It is a long waiting game. My annie was found in June 2013, angiogram in july, failed coiling in August and now surgery in November. I wish you all the best and hope things go smoothly!

It's March 2024 and I'm in Lower Michigan. I was diagnosed about 5 weeks ago with a 7mm basilar tip saccular aneurism with wide neck. After all kinds of scans and tests, it's almost time for neural-intervention (coil procedure.) My surgery is a week from today.
This blog helped me to appreciate the emotional unease that accompanies the diagnosis. I have been waiting over a month for this procedure. I have been very depressed. I feel so unprepared and trusting others is not my strong suit! But the right neurosurgeon is worth the wait, I believe. He was my second opinion. He has done thousands of these exact surgeries, and that matters! Always get a second opinion. The first consult was with a neuro-interventionist who only knew that method and had little to no experience with actual brain surgery. In short, he would have no "plan B" in the operating room. Further, my 'second opinion' neurosurgeon mentioned that the STEM procedure that is only a year old (an FDA approved intervascular procedure very similar to the coil procedure, but quicker and less risky in the OR) is actually starting to show some post-procedural complications not followed in the literature because the procedure is so new. The interventionist was going to proceed with the STEM procedure on me. The second doctor knew, because his Neurology department services the same geographic area as doctor #1, and is the go-to center when lesser nearby centers have operative or post-opeative procedural failures. In short, I dodged a bullet by getting a second opinion. To find the right doctor I reached out to a trusted family practice doctor, who reached out to a neurologist she respected, who provided her the recommendation of the exceptionally qualified neuro-surgeon..who is now MY doctor. Folks, this diagnosis is too serious for just an online search of neurosurgeons. You need to seek GOOD recommendations through reliable channels. A Google search doesn't cut it!!
I wish everyone well with their health, and health care! The answers are out there. Stay the course! Knowledge is the light that chases away fear.

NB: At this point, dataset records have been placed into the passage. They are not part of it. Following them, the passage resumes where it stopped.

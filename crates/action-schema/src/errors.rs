use thiserror::Error;

use voicecart_core_types::AssistError;

/// Reasons a tool call does not match the declared schema.
#[derive(Debug, Error, Clone, PartialEq, Eq)]
pub enum SchemaError {
    #[error("unknown action: {0}")]
    UnknownAction(String),
    #[error("{action}: arguments must be an object")]
    NotAnObject { action: &'static str },
    #[error("{action}: missing required argument '{param}'")]
    MissingArgument {
        action: &'static str,
        param: &'static str,
    },
    #[error("{action}: argument '{param}' has the wrong type")]
    InvalidType {
        action: &'static str,
        param: &'static str,
    },
    #[error("{action}: '{value}' is not an allowed value for '{param}'")]
    NotInEnum {
        action: &'static str,
        param: &'static str,
        value: String,
    },
}

impl SchemaError {
    /// Unknown names are expected noise from the model; everything else hints
    /// at schema drift.
    pub fn is_unknown_action(&self) -> bool {
        matches!(self, SchemaError::UnknownAction(_))
    }
}

impl From<SchemaError> for AssistError {
    fn from(err: SchemaError) -> Self {
        AssistError::new(err.to_string())
    }
}
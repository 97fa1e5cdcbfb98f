//! Tool-call dispatcher and assistant runtime.
//!
//! [`ToolCallDispatcher`] validates each tool call against the action schema
//! and routes it to the affordance locator, the navigator or the cross-flow
//! state machine, speaking scripted confirmations through the session.
//! [`NavAssistant`] wires the dispatcher to its asynchronous sources for the
//! lifetime of one mount.

pub mod assistant;
pub mod dispatcher;
pub mod error;
pub mod flow;
pub mod navigation;
pub mod replies;
pub mod settings;

pub use assistant::NavAssistant;
pub use dispatcher::{
    DispatchOutcome, DispatchRecord, ToolCallDispatcher, ToolCallDispatcherBuilder,
};
pub use error::DispatchError;
pub use flow::FlowDriver;
pub use navigation::{MemoryRouter, Navigator, RouteObserver};
pub use settings::AssistantSettings;
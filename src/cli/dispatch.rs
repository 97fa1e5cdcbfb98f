use super::config::cmd_config;
use super::env::CliArgs;
use super::live::cmd_live;
use super::replay::cmd_replay;
use super::schema::cmd_schema;
use crate::cli::commands::Commands;
use crate::cli::context::CliContext;
use anyhow::Result;

pub async fn dispatch(cli: &CliArgs, ctx: &CliContext) -> Result<()> {
    match cli.command.clone() {
        Commands::Schema(args) => cmd_schema(args, ctx, cli.output.clone()).await,
        Commands::Replay(args) => cmd_replay(args, ctx, cli.output.clone()).await,
        Commands::Live(args) => cmd_live(args, ctx).await,
        Commands::Config(args) => cmd_config(args, ctx).await,
    }
}
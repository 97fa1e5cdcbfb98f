use voicecart_flow_state::{Effect, FlowCenter, FlowCtx, FlowEvent, PendingFlow, PromptButton, Script};

fn spoken(effects: &[Effect]) -> Vec<&'static str> {
    effects
        .iter()
        .filter_map(|effect| match effect {
            Effect::Say(script) => Some(script.text()),
            _ => None,
        })
        .collect()
}

#[test]
fn member_signs_in_and_returns_to_the_product_page() {
    let center = FlowCenter::default();
    let ctx = FlowCtx::connected();

    let asked = center.apply(FlowEvent::RewardsPromptSignal, ctx);
    assert_eq!(spoken(&asked), vec!["Are you a rewards member?"]);

    // Fade and show both fire; only the first asks.
    assert!(center.apply(FlowEvent::RewardsPromptSignal, ctx).is_empty());

    let yes = FlowEvent::RewardsAnswer {
        is_rewards_member: true,
    };
    let effects = center.apply(yes, ctx);
    assert!(effects.contains(&Effect::Press(PromptButton::Yes)));
    assert!(center.apply(yes, ctx).is_empty());

    let cart = center.apply(
        FlowEvent::ItemAddedToCart {
            is_authenticated: true,
        },
        ctx,
    );
    assert!(cart.is_empty());

    let done = center.apply(
        FlowEvent::LoginProbe {
            on_product_page: true,
            logged_in: true,
        },
        ctx,
    );
    assert_eq!(done, vec![Effect::StopLoginWatch]);
    assert_eq!(center.state().pending, PendingFlow::None);

    let pitch = center.apply(
        FlowEvent::ItemAddedToCart {
            is_authenticated: true,
        },
        ctx,
    );
    assert_eq!(spoken(&pitch), vec![Script::PersonalizedPitch.text()]);
}

#[test]
fn history_records_every_event_in_order() {
    let center = FlowCenter::default();
    let ctx = FlowCtx::connected();
    center.apply(FlowEvent::RewardsPromptSignal, ctx);
    center.apply(
        FlowEvent::RewardsAnswer {
            is_rewards_member: false,
        },
        ctx,
    );

    let names: Vec<&str> = center.history().iter().map(|r| r.event.name()).collect();
    assert_eq!(names, vec!["rewardsPromptSignal", "rewardsAnswer"]);
    assert_eq!(center.history()[1].after.pending, PendingFlow::None);
}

I can't imagine how scary this was for you I'm so glad you are doing well and healthy...being misdiagnosed like that is so scary and disheartening and speaks highly to always getting a second opinion. I wish you the best of luck with everything!

Good luck on your journey...your experience has helped a lot...a friend just found out about her unruptured aneurysm...

Thank you Melissa for sharing your Story...!
(very educational and informative) Hope you stay well....!

Hello, just watched your video with interest. I was diagnosed with a brain aneursym last year. My neuro didn't want to operate as the risks of the procedure outweighed the risks of rupture, so Ive been living with this nightmare ever since. After several months now of flailing eyesight, permanent vertigo, anxiety, chronic fatigue, migraines and feeling like I'm loosing my mind (and a fair few friends/family....intermittent mood swings and my loss of interest doesn't make me a popular person to be around) the neuro team have agreed to do the coiling procedure. I'm petrified but know it has to be done to improve my quality of life. Here in the UK there not a great deal of emphasis on how serious aneurysms are and no support groups as i can find so finding your blog was inspiring. Might do one myself. Hope your well now and good luck with everything

Thank you so much for sharing; this was very helpful. You are wonderful and God is using you to help others. Many blessings to you and yours.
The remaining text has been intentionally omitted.